The information comes by way of Steam Database (via Dot Esports). A VAC bans means losing access to playing online in any game that supports VAC as an anti-cheat measure, but the obvious target here is Dota 2, and Counter-Strike: Global Offensive cheaters.
Valve chose this day in particular to ban all those offenders because it would prevent them from using the games they got at a discount during the sale on another account and continue cheating.
This effectively means the cheaters have lost the money they spent during the sale, and the games they bought, adding insult to injury. This is just another way Valve is cracking down on rampant cheating in its top-performing games.

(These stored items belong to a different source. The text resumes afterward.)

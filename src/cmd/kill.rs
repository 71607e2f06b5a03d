// git-town-rs: Git Town Branching Workflow Tool - Rust Port
//
// SPDX-FileCopyrightText: 2026 Romeo Ahmed
// SPDX-License-Identifier: GPL-3.0-or-later

//! The `kill` command: delete a feature branch and mend the lineage.

use super::Workspace;
use crate::cli::workflow::TargetBranchArgs;
use crate::error::Result;
use crate::git::BranchName;
use crate::plan::{StepList, delete_feature_branch_steps};
use crate::prompt::Prompter;
use crate::runner::Outcome;
use crate::step::Step;
use crate::validate::{
    Validator, ensure_has_branch, ensure_is_feature_branch, ensure_no_unfinished_run,
};

/// Deletes a feature branch locally and on origin, re-parenting its
/// children onto its parent.
///
/// # Errors
///
/// Fails when targeting the main or a perennial branch, or when the branch
/// does not exist.
pub async fn run_kill_command(
    args: &TargetBranchArgs,
    ws: &Workspace,
    prompter: &mut dyn Prompter,
) -> Result<Outcome> {
    ensure_no_unfinished_run(&ws.store())?;
    let current = ws.backend.current_branch()?;
    let target = args
        .branch
        .as_ref()
        .map_or_else(|| current.clone(), |name| BranchName::new(name.clone()));
    ensure_has_branch(&ws.backend, &target)?;
    ensure_is_feature_branch(&ws.config, &target, "kill")?;
    Validator::new(&ws.backend, &ws.config, prompter).ensure_knows_parents(&target)?;
    let parent = ws
        .config
        .parent_of(&target)
        .or_else(|| ws.config.main_branch())
        .unwrap_or_else(|| BranchName::new("main"));

    let mut list = StepList::new();
    if !ws.config.offline() && ws.backend.has_origin() {
        list.push(Step::Fetch);
    }
    // open proposals of child branches follow the children onto the new
    // parent; this must happen while the killed branch still exists on origin
    let connector = if ws.config.offline() {
        None
    } else {
        crate::forge::detect(&ws.backend, &ws.config)?
    };
    if let Some(connector) = connector.as_deref() {
        for child in ws.config.lineage().children(&target) {
            if let Some(proposal) = connector.find_proposal(&child, &target).await.ok().flatten()
            {
                list.push(Step::RetargetProposal {
                    number: proposal.number,
                    new_target: parent.clone(),
                    previous_target: target.clone(),
                });
            }
        }
    }
    if target == current {
        // open changes die with the branch, recorded in a WIP commit
        if ws.backend.has_open_changes()? {
            list.push(Step::CommitOpenChanges);
        }
        list.push(Step::Checkout {
            branch: parent.clone(),
        });
    }
    delete_feature_branch_steps(&mut list, &target, &ws.backend, &ws.config, true)?;
    ws.execute_new("kill", list.into_steps(), false).await
}
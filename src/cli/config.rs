// git-town-rs: Git Town Branching Workflow Tool - Rust Port
//
// SPDX-FileCopyrightText: 2026 Romeo Ahmed
// SPDX-License-Identifier: GPL-3.0-or-later

//! Arguments of the `config` command family.
//!
//! ```text
//! config                          → print all settings
//! config main-branch [BRANCH]     → get/set
//! config perennial-branches       → print
//! config perennial-branches update→ multi-select dialog
//! config push-hook [--global] [(yes|no)]
//! config offline [(yes|no)]
//! config sync-strategy [(merge|rebase)]
//! config reset                    → remove all git-town settings
//! ```

use clap::{Args, Subcommand};

/// Arguments for the `config` command.
#[derive(Debug, Clone, Args)]
pub struct ConfigArgs {
    /// Config subcommand; prints the whole configuration when omitted.
    #[command(subcommand)]
    pub subcommand: Option<ConfigSubcommand>,
}

/// Config subcommands.
#[derive(Debug, Clone, Subcommand)]
pub enum ConfigSubcommand {
    /// Displays or sets your main development branch.
    #[command(name = "main-branch")]
    MainBranch {
        /// The branch to use as the main branch.
        #[arg(value_name = "BRANCH")]
        branch: Option<String>,
    },

    /// Displays or updates your perennial branches.
    #[command(name = "perennial-branches")]
    PerennialBranches {
        #[command(subcommand)]
        subcommand: Option<PerennialSubcommand>,
    },

    /// Configures whether git-town runs Git's pre-push hook.
    #[command(name = "push-hook")]
    PushHook {
        /// Reads or updates the flag for all repositories on this machine.
        #[arg(long)]
        global: bool,

        /// "yes" or "no"; prints the current value when omitted.
        #[arg(value_name = "VALUE")]
        value: Option<String>,
    },

    /// Displays or sets offline mode.
    Offline {
        /// "yes" or "no"; prints the current value when omitted.
        #[arg(value_name = "VALUE")]
        value: Option<String>,
    },

    /// Displays or sets the sync strategy for feature branches.
    #[command(name = "sync-strategy")]
    SyncStrategy {
        /// "merge" or "rebase"; prints the current value when omitted.
        #[arg(value_name = "VALUE")]
        value: Option<String>,
    },

    /// Removes all git-town configuration from this repository.
    Reset,
}

/// Perennial-branches subcommands.
#[derive(Debug, Clone, Subcommand)]
pub enum PerennialSubcommand {
    /// Prompts to update the perennial branches.
    Update,
}

/// Arguments for the `aliases` command.
#[derive(Debug, Clone, Args)]
pub struct AliasesArgs {
    /// "true" adds the git aliases, "false" removes them.
    #[arg(value_name = "STATE")]
    pub state: String,
}

/// Arguments for the `completions` command.
#[derive(Debug, Clone, Args)]
pub struct CompletionsArgs {
    /// The shell to generate completions for.
    #[arg(value_enum, value_name = "SHELL")]
    pub shell: clap_complete::Shell,
}
// git-town-rs: Git Town Branching Workflow Tool - Rust Port
//
// SPDX-FileCopyrightText: 2026 Romeo Ahmed
// SPDX-License-Identifier: GPL-3.0-or-later

//! Command handlers.
//!
//! ```text
//! handler
//!   Workspace::load()        backend + config + runstate store
//!   validate                 pre-flight checks, prompts
//!   build StepList           per-command expansion
//!   Workspace::execute_new() RunState -> Runner
//! ```
//!
//! Handlers return the runner outcome; exit-code mapping happens in main.

pub mod config;
pub mod hack;
pub mod kill;
pub mod proposal;
pub mod prune;
pub mod recovery;
pub mod rename;
pub mod ship;
pub mod switch;
pub mod sync;

use tokio_util::sync::CancellationToken;

use crate::config::Config;
use crate::error::{Result, ValidateError};
use crate::git::Backend;
use crate::runner::{Outcome, RunState, Runner, RunstateStore};
use crate::step::{RunContext, Step};

/// The collaborators every command works with.
pub struct Workspace {
    pub backend: Backend,
    pub config: Config,
    pub cancel: CancellationToken,
}

impl Workspace {
    /// Discovers the repository containing the current working directory.
    ///
    /// # Errors
    ///
    /// Returns `ValidateError::NotARepository` outside a git work tree.
    pub fn load(cancel: CancellationToken) -> Result<Self> {
        let cwd = std::env::current_dir()?;
        let backend =
            Backend::discover(&cwd).map_err(|_| ValidateError::NotARepository)?;
        let config = Config::new(backend.root());
        Ok(Self {
            backend,
            config,
            cancel,
        })
    }

    /// The runstate store of this repository.
    #[must_use]
    pub fn store(&self) -> RunstateStore {
        RunstateStore::for_repo(self.backend.root())
    }

    /// Builds and runs a fresh runstate for the given command.
    ///
    /// # Errors
    ///
    /// Propagates fatal runner errors.
    pub async fn execute_new(
        &self,
        command: &str,
        steps: Vec<Step>,
        dry_run: bool,
    ) -> Result<Outcome> {
        self.execute_state(RunState::new(command, steps), dry_run)
            .await
    }

    /// Runs an existing runstate (continue/abort/skip/undo).
    ///
    /// # Errors
    ///
    /// Propagates fatal runner errors.
    pub async fn execute_state(&self, state: RunState, dry_run: bool) -> Result<Outcome> {
        let connector = crate::forge::detect(&self.backend, &self.config)?;
        let ctx = RunContext {
            backend: &self.backend,
            config: &self.config,
            connector: connector.as_deref(),
        };
        let runner = Runner::new(ctx, self.store())
            .with_cancel_token(self.cancel.clone())
            .with_dry_run(dry_run);
        Ok(runner.execute(state).await?)
    }
}
// git-town-rs: Git Town Branching Workflow Tool - Rust Port
//
// SPDX-FileCopyrightText: 2026 Romeo Ahmed
// SPDX-License-Identifier: GPL-3.0-or-later

//! Gitea connector (API v1).

use futures_util::future::BoxFuture;
use serde::Deserialize;
use tracing::debug;

use super::{Connector, OriginUrl, Proposal, global_client};
use crate::error::{ForgeError, TownResult};
use crate::git::BranchName;

/// Pull request data from the Gitea API.
#[derive(Debug, Deserialize)]
struct PullRequest {
    number: u64,
    title: String,
    html_url: String,
    head: RefInfo,
    base: RefInfo,
}

/// Branch reference in a Gitea pull request.
#[derive(Debug, Deserialize)]
struct RefInfo {
    #[serde(rename = "ref")]
    ref_name: String,
}

/// Connector for Gitea instances.
pub struct GiteaConnector {
    origin: OriginUrl,
    token: Option<String>,
}

impl GiteaConnector {
    /// Creates a connector from a parsed origin URL and an optional token.
    #[must_use]
    pub fn new(origin: OriginUrl, token: Option<String>) -> Self {
        Self { origin, token }
    }

    fn api_base(&self) -> String {
        format!("https://{}/api/v1", self.origin.host)
    }

    fn token(&self) -> TownResult<&str> {
        self.token
            .as_deref()
            .ok_or_else(|| ForgeError::MissingToken { key: "gitea-token" }.into())
    }
}

impl Connector for GiteaConnector {
    fn forge_name(&self) -> &'static str {
        "Gitea"
    }

    fn repo_url(&self) -> String {
        format!("https://{}/{}", self.origin.host, self.origin.path)
    }

    fn new_proposal_url(&self, branch: &BranchName, parent: &BranchName) -> String {
        format!("{}/compare/{parent}...{branch}", self.repo_url())
    }

    fn find_proposal<'a>(
        &'a self,
        branch: &'a BranchName,
        target: &'a BranchName,
    ) -> BoxFuture<'a, TownResult<Option<Proposal>>> {
        Box::pin(async move {
            // the Gitea list endpoint cannot filter by head branch
            let url = format!(
                "{}/repos/{}/pulls?state=open",
                self.api_base(),
                self.origin.path
            );
            debug!(%branch, %target, "looking for open Gitea pull request");
            let response = global_client()
                .get(&url)
                .header("Authorization", format!("token {}", self.token()?))
                .send()
                .await
                .map_err(ForgeError::from)?;
            if !response.status().is_success() {
                return Err(ForgeError::HttpError {
                    status: response.status().as_u16(),
                    url,
                }
                .into());
            }
            let pulls: Vec<PullRequest> = response.json().await.map_err(ForgeError::from)?;
            Ok(pulls
                .into_iter()
                .find(|pr| pr.head.ref_name == branch.as_str() && pr.base.ref_name == target.as_str())
                .map(|pr| Proposal {
                    number: pr.number,
                    title: pr.title,
                    target: BranchName::new(pr.base.ref_name),
                    url: pr.html_url,
                }))
        })
    }

    fn merge_proposal<'a>(
        &'a self,
        number: u64,
        message: &'a str,
    ) -> BoxFuture<'a, TownResult<()>> {
        Box::pin(async move {
            let url = format!(
                "{}/repos/{}/pulls/{number}/merge",
                self.api_base(),
                self.origin.path
            );
            debug!(number, "squash-merging Gitea pull request");
            let response = global_client()
                .post(&url)
                .header("Authorization", format!("token {}", self.token()?))
                .json(&serde_json::json!({
                    "Do": "squash",
                    "MergeTitleField": message,
                }))
                .send()
                .await
                .map_err(ForgeError::from)?;
            if !response.status().is_success() {
                return Err(ForgeError::HttpError {
                    status: response.status().as_u16(),
                    url,
                }
                .into());
            }
            Ok(())
        })
    }

    fn update_proposal_target<'a>(
        &'a self,
        _number: u64,
        _target: &'a BranchName,
    ) -> BoxFuture<'a, TownResult<()>> {
        Box::pin(async move {
            Err(ForgeError::Unsupported {
                forge: "Gitea",
                operation: "retargeting pull requests",
            }
            .into())
        })
    }
}
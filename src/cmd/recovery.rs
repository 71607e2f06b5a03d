// git-town-rs: Git Town Branching Workflow Tool - Rust Port
//
// SPDX-FileCopyrightText: 2026 Romeo Ahmed
// SPDX-License-Identifier: GPL-3.0-or-later

//! The recovery commands: `continue`, `abort`, `skip`, `undo`, `status`.

use super::Workspace;
use crate::error::{Result, RunstateError, bail_out};
use crate::runner::{Outcome, RunState};

/// Resumes the interrupted command after the user resolved all conflicts.
///
/// # Errors
///
/// Fails when nothing is interrupted or conflicts remain unresolved.
pub async fn run_continue_command(ws: &Workspace) -> Result<Outcome> {
    let state = load_unfinished(ws, "continue")?;
    if ws.backend.has_conflicts()? {
        return Err(bail_out(
            "please resolve the conflicts and stage them with \"git add\" before continuing",
        )
        .into());
    }
    let mut state = state;
    state.unfinished = None;
    ws.execute_state(state, false).await
}

/// Aborts the interrupted command, restoring the state at the start of the
/// conflicted branch iteration.
///
/// # Errors
///
/// Fails when nothing is interrupted.
pub async fn run_abort_command(ws: &Workspace) -> Result<Outcome> {
    let state = load_unfinished(ws, "abort")?;
    ws.execute_state(state.for_abort(), false).await
}

/// Resumes the interrupted command, skipping the rest of the conflicted
/// branch iteration.
///
/// # Errors
///
/// Fails when nothing is interrupted.
pub async fn run_skip_command(ws: &Workspace) -> Result<Outcome> {
    let state = load_unfinished(ws, "skip")?;
    ws.execute_state(state.for_skip(), false).await
}

/// Undoes the most recently completed command.
///
/// # Errors
///
/// Fails when nothing can be undone, or when an interrupted run must be
/// continued or aborted first.
pub async fn run_undo_command(ws: &Workspace) -> Result<Outcome> {
    let Some(state) = ws.store().load()? else {
        return Err(RunstateError::NothingToDo { command: "undo" }.into());
    };
    if state.is_unfinished() {
        return Err(bail_out(format!(
            "cannot undo: `git-town {}` is still in progress; \
             run \"git-town continue\" or \"git-town abort\" first",
            state.command
        ))
        .into());
    }
    if state.undo_steps.is_empty() {
        return Err(RunstateError::NothingToDo { command: "undo" }.into());
    }
    ws.execute_state(state.for_undo(), false).await
}

/// Prints whether an interrupted command awaits recovery.
///
/// # Errors
///
/// Fails only on runstate access errors.
pub fn run_status_command(ws: &Workspace) -> Result<()> {
    match ws.store().load()? {
        Some(state) => match &state.unfinished {
            Some(details) => {
                println!(
                    "`git-town {}` is unfinished, interrupted on branch {:?}",
                    state.command, details.branch
                );
                if details.can_continue {
                    println!("resume it with \"git-town continue\"");
                }
                println!(
                    "or run \"git-town abort\" / \"git-town skip\" / \"git-town undo\""
                );
            }
            None => {
                println!(
                    "`git-town {}` finished; \"git-town undo\" can roll it back",
                    state.command
                );
            }
        },
        None => println!("no unfinished command"),
    }
    Ok(())
}

fn load_unfinished(ws: &Workspace, command: &'static str) -> Result<RunState> {
    let Some(state) = ws.store().load()? else {
        return Err(RunstateError::NothingToDo { command }.into());
    };
    if !state.is_unfinished() {
        return Err(RunstateError::NothingToDo { command }.into());
    }
    Ok(state)
}
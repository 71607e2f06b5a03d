// git-town-rs: Git Town Branching Workflow Tool - Rust Port
//
// SPDX-FileCopyrightText: 2026 Romeo Ahmed
// SPDX-License-Identifier: GPL-3.0-or-later

//! Shared fixture helpers for the integration suites.
//!
//! Repositories are real: created with shell git in tempdirs, with a bare
//! repository on disk acting as origin where a test needs one.

use std::path::Path;
use std::process::Command;

use tempfile::TempDir;
use tokio_util::sync::CancellationToken;

use git_town_rs::cmd::Workspace;
use git_town_rs::config::Config;
use git_town_rs::git::{Backend, BranchName};

/// A scratch repository with git-town configuration.
pub struct Fixture {
    pub repo: TempDir,
    /// Present when the fixture has an origin remote.
    pub origin: Option<TempDir>,
}

impl Fixture {
    /// A repository with one empty commit on `main`, configured as the main
    /// branch. No origin.
    pub fn new() -> Self {
        let repo = tempfile::tempdir().expect("tempdir");
        git(&["init", "--quiet", "-b", "main"], repo.path());
        git(&["config", "user.email", "test@example.com"], repo.path());
        git(&["config", "user.name", "Test"], repo.path());
        git(
            &["commit", "--allow-empty", "-m", "Initial commit", "--quiet"],
            repo.path(),
        );
        git(&["config", "git-town.main-branch", "main"], repo.path());
        let fixture = Self { repo, origin: None };
        // leftover runstates from an earlier panicking run must not leak in
        let _ = fixture.workspace().store().delete();
        fixture
    }

    /// Adds a bare origin and pushes `main` to it.
    pub fn with_origin(mut self) -> Self {
        let origin = tempfile::tempdir().expect("tempdir");
        git(&["init", "--bare", "--quiet", "-b", "main"], origin.path());
        let url = format!("file://{}", origin.path().display());
        git(&["remote", "add", "origin", &url], self.repo.path());
        git(
            &["push", "-u", "origin", "main", "--quiet"],
            self.repo.path(),
        );
        self.origin = Some(origin);
        self
    }

    /// The workspace handlers operate on.
    pub fn workspace(&self) -> Workspace {
        Workspace {
            backend: Backend::at(self.repo.path()),
            config: Config::new(self.repo.path()),
            cancel: CancellationToken::new(),
        }
    }

    pub fn backend(&self) -> Backend {
        Backend::at(self.repo.path())
    }

    pub fn config(&self) -> Config {
        Config::new(self.repo.path())
    }

    /// Creates a feature branch as a child of the given parent, with one
    /// commit writing `<name>.txt`.
    pub fn create_feature_branch(&self, name: &str, parent: &str) {
        git(&["checkout", "-q", "-b", name, parent], self.repo.path());
        self.commit_file(&format!("{name}.txt"), name);
        git(
            &[
                "config",
                &format!("git-town.branch.{name}.parent"),
                parent,
            ],
            self.repo.path(),
        );
    }

    /// Commits a file with the given content on the current branch.
    pub fn commit_file(&self, file: &str, content: &str) {
        std::fs::write(self.repo.path().join(file), content).expect("write file");
        git(&["add", "-A"], self.repo.path());
        git(
            &["commit", "-m", &format!("add {file}"), "--quiet"],
            self.repo.path(),
        );
    }

    pub fn checkout(&self, branch: &str) {
        git(&["checkout", "-q", branch], self.repo.path());
    }

    pub fn local_branches(&self) -> Vec<BranchName> {
        self.backend().local_branches().expect("list branches")
    }
}

/// Runs a git command in the given directory, asserting success.
pub fn git(args: &[&str], cwd: &Path) {
    let output = Command::new("git")
        .args(args)
        .current_dir(cwd)
        .output()
        .expect("failed to run git");
    assert!(
        output.status.success(),
        "git {args:?} failed: {}",
        String::from_utf8_lossy(&output.stderr)
    );
}

/// Runs a git query and returns the trimmed stdout.
pub fn git_output(args: &[&str], cwd: &Path) -> String {
    let output = Command::new("git")
        .args(args)
        .current_dir(cwd)
        .output()
        .expect("failed to run git");
    assert!(
        output.status.success(),
        "git {args:?} failed: {}",
        String::from_utf8_lossy(&output.stderr)
    );
    String::from_utf8_lossy(&output.stdout).trim().to_string()
}
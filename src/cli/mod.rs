// git-town-rs: Git Town Branching Workflow Tool - Rust Port
//
// SPDX-FileCopyrightText: 2026 Romeo Ahmed
// SPDX-License-Identifier: GPL-3.0-or-later

//! CLI module for git-town-rs using clap derive.
//!
//! # Command Structure
//!
//! ```text
//! git-town [global options] <command>
//!   hack | append | prepend | kill | rename-branch | ship | sync
//!   new-pull-request | repo | switch | prune-branches
//!   continue | abort | skip | undo | status
//!   config | completions | version | aliases
//! ```

pub mod config;
pub mod global;
pub mod workflow;

#[cfg(test)]
mod tests;

use clap::{Parser, Subcommand};

use crate::cli::config::{AliasesArgs, CompletionsArgs, ConfigArgs};
use crate::cli::global::GlobalOptions;
use crate::cli::workflow::{
    NewBranchArgs, RenameBranchArgs, ShipArgs, SyncArgs, TargetBranchArgs,
};

/// Git Town - Rust Port
///
/// High-level command-line interface for Git: generic, high-level Git
/// workflows for feature branches.
#[derive(Debug, Parser)]
#[command(
    name = "git-town",
    author,
    version,
    about = "High-level command-line interface for Git",
    long_about = "git-town-rs Copyright (C) 2026 Romeo Ahmed\n\
                  This program comes with ABSOLUTELY NO WARRANTY\n\
                  This is free software, and you are welcome to redistribute it\n\
                  under certain conditions; see LICENSE for details.\n\n\
                  Git Town makes Git more efficient, especially for large teams:\n\
                  it automates the branching workflow around feature branches,\n\
                  keeps them in sync with their parents and with origin, and\n\
                  cleans up after shipping. Interrupted commands resume with\n\
                  `git-town continue`, roll back with `git-town abort` or\n\
                  `git-town undo`."
)]
pub struct Cli {
    /// Global options shared by all commands
    #[command(flatten)]
    pub global: GlobalOptions,

    /// Command to execute
    #[command(subcommand)]
    pub command: Option<Command>,
}

/// Available commands.
#[derive(Debug, Subcommand)]
pub enum Command {
    /// Creates a new feature branch off the main branch.
    Hack(NewBranchArgs),

    /// Creates a new feature branch as a child of the current branch.
    Append(NewBranchArgs),

    /// Creates a new feature branch between the current branch and its parent.
    Prepend(NewBranchArgs),

    /// Removes a feature branch locally and on origin.
    Kill(TargetBranchArgs),

    /// Renames a branch locally and on origin, updating the lineage.
    #[command(name = "rename-branch")]
    RenameBranch(RenameBranchArgs),

    /// Ships a finished feature branch into its parent.
    Ship(ShipArgs),

    /// Updates the current branch with all relevant changes.
    Sync(SyncArgs),

    /// Creates a new proposal (pull request) for the current branch.
    #[command(name = "new-pull-request")]
    NewPullRequest,

    /// Opens the repository homepage in the browser.
    Repo,

    /// Switches to another local branch.
    Switch,

    /// Deletes local branches whose tracking branch is gone.
    #[command(name = "prune-branches")]
    PruneBranches,

    /// Resumes the interrupted command after conflicts are resolved.
    Continue,

    /// Aborts the interrupted command, restoring the branch iteration start.
    Abort,

    /// Resumes the interrupted command, skipping the current branch.
    Skip,

    /// Undoes the most recently completed command.
    Undo,

    /// Shows whether an interrupted command awaits recovery.
    Status,

    /// Displays or updates the git-town configuration.
    Config(ConfigArgs),

    /// Generates shell completion scripts.
    Completions(CompletionsArgs),

    /// Displays the version.
    Version,

    /// Adds or removes the `git <command>` aliases.
    Aliases(AliasesArgs),
}

/// Parses command-line arguments.
#[must_use]
pub fn parse() -> Cli {
    Cli::parse()
}

/// Parses command-line arguments from an iterator.
pub fn parse_from<I, T>(iter: I) -> Cli
where
    I: IntoIterator<Item = T>,
    T: Into<std::ffi::OsString> + Clone,
{
    Cli::parse_from(iter)
}

/// Tries to parse command-line arguments, returning an error on failure.
///
/// # Errors
///
/// Returns a `clap::Error` if the arguments are invalid or if help/version
/// information was requested.
pub fn try_parse() -> Result<Cli, clap::Error> {
    Cli::try_parse()
}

More recently, the company removed the ability to add unclaimed Steam gifts to one's inventory.
Buying multiple copies of the same game to later gift it to other alternate accounts when the main one inevitably gets caught was a tactic well known in cheating circles.
One other thing those who get VAC-banned lose is the skins in their Counter-Strike: Global Offensive inventories. A decent collection of skins can be worth thousands of dollars, and it's how some can make money off their hobby.